14.07.2008 - 20:25 Por Reuters
O primeiro-ministro britânico Gordon Brown negou hoje ter alguma vez sugerido que uma das medidas anti-crime que o seu Governo queria tomar era confrontar os culpados por crimes de armas brancas com vítimas deste tipo de agressão.
A medida, anunciada num pacote mais global a semana passada, fez as primeiras páginas de muitos jornais no Reino Unido. Mas Brown diz que a apresentação das medidas foi mal entendida pelos jornalistas. Apesar de não se livrar da acusação, por parte da oposição, de estar mais uma vez a recuar numa medida frágil, já anunciada.
As medidas anunciadas pelo gabinete de Brown incluíam visitas de acusados de crimes de armas brancas a urgências hospitalares onde se encontrassem vítimas desses crimes e encontros forçados entre agressores e famílias de vítimas. “Sou a favor das pessoas enfrentarem as consequências dos seus catos”, disse Jacqui Smith, membro do Governo de Brown, em declarações à Sky News. Mas depois um esclarecimento do Governo frisava que o objectivo inicial era fazer com que os agressores se encontrassem com pessoal profissional, não com pacientes.
“Mais uma vez o Governo anuncia políticas em três dias e abandona as mesmas medidas em três horas”, disse Dominic Grieve, um deputado da oposição conservadora.
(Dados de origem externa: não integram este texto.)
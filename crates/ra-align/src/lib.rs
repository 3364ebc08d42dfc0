pub mod align;
pub mod result;
pub mod split;

pub use align::{align_blocks, Aligner};
pub use result::*;
pub use split::{apply_splits_to_align, try_split_at_verse_end, verse_split_locations, VerseSplitLocation};
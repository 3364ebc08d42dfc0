//! Verse split locator and block splitter.
//!
//! Two texts of the same book rarely break their blocks at the same places.
//! [`verse_split_locations`] records every verse boundary at which one text
//! starts a block, and [`apply_splits_to_align`] splits the other text's
//! blocks at those boundaries so the two segmentations become comparable.

use serde::{Deserialize, Serialize};
use tracing::{debug, warn};

use ra_core::{Block, VerseRef, Versification};

// ---------------------------------------------------------------------------
// VerseSplitLocation
// ---------------------------------------------------------------------------

/// A clean break in a block sequence: one block ends at `after` and the next
/// starts at the verse start `before`.
#[derive(Debug, Clone, Copy, PartialEq, Eq, Serialize, Deserialize)]
pub struct VerseSplitLocation {
    pub after: VerseRef,
    pub before: VerseRef,
}

/// Every verse boundary of `blocks` at which a block begins with a verse
/// marker, in block order. References are in the versification of `blocks`.
pub fn verse_split_locations(blocks: &[Block], book: u8) -> Vec<VerseSplitLocation> {
    blocks
        .windows(2)
        .filter(|pair| pair[1].starts_at_verse_start())
        .map(|pair| VerseSplitLocation {
            after: pair[0].end_ref(book),
            before: pair[1].start_ref(book),
        })
        .collect()
}

// ---------------------------------------------------------------------------
// Splitter
// ---------------------------------------------------------------------------

/// Split `blocks[index]` immediately after `verse`, inserting the new piece at
/// `index + 1`. Returns `false` and changes nothing when the block cannot be
/// split there (see [`Block::split_after_verse`]).
pub fn try_split_at_verse_end(blocks: &mut Vec<Block>, index: usize, verse: u32) -> bool {
    match blocks.get_mut(index).and_then(|b| b.split_after_verse(verse)) {
        Some(tail) => {
            blocks.insert(index + 1, tail);
            true
        }
        None => false,
    }
}

/// Split `blocks` wherever a block straddles one of `locations`.
///
/// `blocks` are numbered in `block_versification`, `locations` in
/// `location_versification`; each location is converted before comparison. A
/// location whose `after` is verse 0 steps back to the preceding verse first,
/// since verse 0 is rarely mapped between tables. Blocks that already match
/// a reference block are left alone unless `allow_splitting_already_matched`.
///
/// Returns whether any block was split.
pub fn apply_splits_to_align(
    blocks: &mut Vec<Block>,
    book: u8,
    block_versification: &Versification,
    locations: &[VerseSplitLocation],
    location_versification: &Versification,
    allow_splitting_already_matched: bool,
) -> bool {
    let mut split_any = false;
    let mut i = 0;

    for location in locations {
        let after = if location.after.verse == 0 {
            location_versification.previous_verse(location.after)
        } else {
            location.after
        };
        let after = location_versification.convert(after, block_versification);

        while blocks
            .get(i)
            .is_some_and(|b| b.end_ref(book) < after)
        {
            i += 1;
        }
        let Some(block) = blocks.get(i) else {
            break;
        };

        let straddles = block.chapter == after.chapter
            && block.initial_start_verse <= after.verse
            && after.verse < block.last_verse_num();
        if !straddles {
            continue;
        }
        if !block.is_scripture() {
            continue;
        }
        if block.matches_reference_text() && !allow_splitting_already_matched {
            continue;
        }

        if try_split_at_verse_end(blocks, i, after.verse) {
            debug!(%after, "split block at verse boundary");
            split_any = true;
            i += 1;
        } else if !blocks[i].has_bridge_spanning(after.verse) {
            warn!(%after, before = %location.before, "unable to split block at verse boundary");
        }
    }

    split_any
}

// ---------------------------------------------------------------------------
// Tests
// ---------------------------------------------------------------------------
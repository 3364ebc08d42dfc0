pub mod config;
pub mod reference_text;
pub mod registry;

pub use config::{ReferenceTextConfig, VersificationConfig};
pub use reference_text::{ReferenceText, ReferenceTextId, ReferenceTextSession};
pub use registry::ReferenceTextRegistry;
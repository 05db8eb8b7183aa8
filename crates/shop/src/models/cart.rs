//! Cart domain types.

use rust_decimal::Decimal;
use serde::{Deserialize, Serialize};

use cartwheel_core::ProductId;

/// One product's entry in the cart.
///
/// Keyed by product ID; the cart holds at most one line per product and a
/// stored quantity is always at least 1.
#[derive(Debug, Clone, PartialEq, Eq, Serialize, Deserialize)]
pub struct CartLine {
    /// Product ID (also the cart row's primary key).
    pub id: ProductId,
    /// Product title at the time it was added.
    pub title: String,
    /// Unit price at the time it was added.
    pub price: Decimal,
    /// Units in the cart.
    pub quantity: u32,
    /// Thumbnail image URL.
    pub thumbnail: String,
    /// Full-size image URL.
    pub photo: String,
    /// Product discount as a fraction (0.12 = 12%), if the catalog offered one.
    pub discount: Option<Decimal>,
}

impl CartLine {
    /// `price × quantity` for this line.
    #[must_use]
    pub fn line_total(&self) -> Decimal {
        self.price * Decimal::from(self.quantity)
    }
}

/// Product fields copied into the cart on first add.
#[derive(Debug, Clone, PartialEq, Eq)]
pub struct NewCartLine {
    /// Product ID.
    pub id: ProductId,
    /// Product title.
    pub title: String,
    /// Unit price.
    pub price: Decimal,
    /// Thumbnail image URL.
    pub thumbnail: String,
    /// Full-size image URL.
    pub photo: String,
    /// Product discount as a fraction.
    pub discount: Option<Decimal>,
}

/// Result of adding a product to the cart.
#[derive(Debug, Clone, Copy, PartialEq, Eq)]
pub enum AddOutcome {
    /// A new line was created with quantity 1.
    Added,
    /// The product was already in the cart; its quantity went up by one.
    QuantityIncreased,
}

impl AddOutcome {
    /// Message shown to the shopper.
    #[must_use]
    pub const fn message(&self) -> &'static str {
        match self {
            Self::Added => "Item added to cart",
            Self::QuantityIncreased => "Quantity increased",
        }
    }
}

/// Result of decrementing a cart line.
#[derive(Debug, Clone, Copy, PartialEq, Eq)]
pub enum DecrementOutcome {
    /// Quantity went down by one and the line remains.
    Decremented,
    /// The line was at quantity 1 and has been removed.
    Removed,
}

/// Undiscounted cart total, `Σ price × quantity`.
#[must_use]
pub fn subtotal(lines: &[CartLine]) -> Decimal {
    lines.iter().map(CartLine::line_total).sum()
}

#[cfg(test)]
mod tests {
    use super::*;

    fn line(id: i64, price: Decimal, quantity: u32) -> CartLine {
        CartLine {
            id: ProductId::new(id),
            title: format!("Product {id}"),
            price,
            quantity,
            thumbnail: String::new(),
            photo: String::new(),
            discount: None,
        }
    }

    #[test]
    fn test_line_total() {
        assert_eq!(
            line(1, Decimal::new(999, 2), 3).line_total(),
            Decimal::new(2997, 2)
        );
    }

    #[test]
    fn test_subtotal_sums_lines() {
        let lines = [
            line(1, Decimal::new(1050, 2), 2),
            line(2, Decimal::from(5), 1),
        ];
        assert_eq!(subtotal(&lines), Decimal::from(26));
        assert_eq!(subtotal(&[]), Decimal::ZERO);
    }
}
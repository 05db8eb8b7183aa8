//! Integration tests for Cartwheel.
//!
//! # Running Tests
//!
//! ```bash
//! cargo test -p cartwheel-integration-tests
//! ```
//!
//! Every test gets a private in-memory SQLite store, an in-memory session and
//! a catalog client pointed at a closed local port, so no test touches the
//! network or the filesystem.
//!
//! # Test Files
//!
//! - `cart` - Cart add/increment/decrement behaviour
//! - `checkout` - Order placement, listing and cancellation
//! - `auth` - Registration, login and the session
//! - `pricing` - Discount rules over a real cart

use std::time::Duration;

use rust_decimal::Decimal;
use secrecy::SecretString;

use cartwheel_core::{ProductId, SubscriptionDays, SubscriptionType};
use cartwheel_shop::catalog::CatalogClient;
use cartwheel_shop::config::{CatalogConfig, DatabaseConfig, ShopConfig};
use cartwheel_shop::db::Store;
use cartwheel_shop::models::{NewCartLine, User};
use cartwheel_shop::services::auth::{AuthError, Registration};
use cartwheel_shop::session::SessionStore;
use cartwheel_shop::state::AppState;

/// Fully wired application state over throwaway backends.
pub struct TestContext {
    pub state: AppState,
}

impl TestContext {
    /// Build a fresh context.
    ///
    /// # Panics
    ///
    /// Panics if the in-memory store cannot be created.
    #[allow(clippy::unwrap_used)]
    pub async fn new() -> Self {
        let catalog_config = CatalogConfig {
            timeout: Duration::from_secs(2),
            ..CatalogConfig::with_base_url("http://127.0.0.1:9").unwrap()
        };
        let config = ShopConfig {
            database: DatabaseConfig {
                url: SecretString::from("sqlite::memory:".to_owned()),
                max_connections: 1,
                reset_orders_on_launch: false,
            },
            catalog: catalog_config.clone(),
            session_path: std::env::temp_dir().join("cartwheel-unused-session.json"),
            sentry_dsn: None,
            sentry_environment: None,
        };

        let store = Store::in_memory().await.unwrap();
        let catalog = CatalogClient::new(&catalog_config).unwrap();
        let state = AppState::new(config, store, catalog, SessionStore::in_memory());
        Self { state }
    }

    /// Register a shopper with the given plan length.
    ///
    /// # Errors
    ///
    /// Returns the registration error, if any.
    pub async fn register(
        &self,
        email: &str,
        password: &str,
        days: Option<u32>,
    ) -> Result<User, AuthError> {
        self.state
            .auth()
            .register(&Registration {
                username: email.split('@').next().unwrap_or(email).to_owned(),
                email: email.to_owned(),
                password: SecretString::from(password.to_owned()),
                subscription_type: SubscriptionType::Weekdays,
                subscription_days: days.map(SubscriptionDays::new),
            })
            .await
    }
}

/// A product as it would be copied into the cart.
#[must_use]
pub fn product(id: i64, price: Decimal, discount: Option<Decimal>) -> NewCartLine {
    NewCartLine {
        id: ProductId::new(id),
        title: format!("Product {id}"),
        price,
        thumbnail: format!("https://cdn.example.com/{id}/thumbnail.png"),
        photo: format!("https://cdn.example.com/{id}/1.png"),
        discount,
    }
}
Os casos de crimes com armas brancas têm-se multiplicado no Reino Unido, nos últimos tempos. O último caso, que marcou o país, foi o homicídio de dois estudantes universitários franceses,a viver em Londres, que foram apunhaldas dezenas de vezes, mesmo já depois de mortos e o seu apartamento incendiado de seguida para ocultar as Provas. Já foram detidas várias pessoas suspeitas de envolvimento no crime, que está a ser investigado.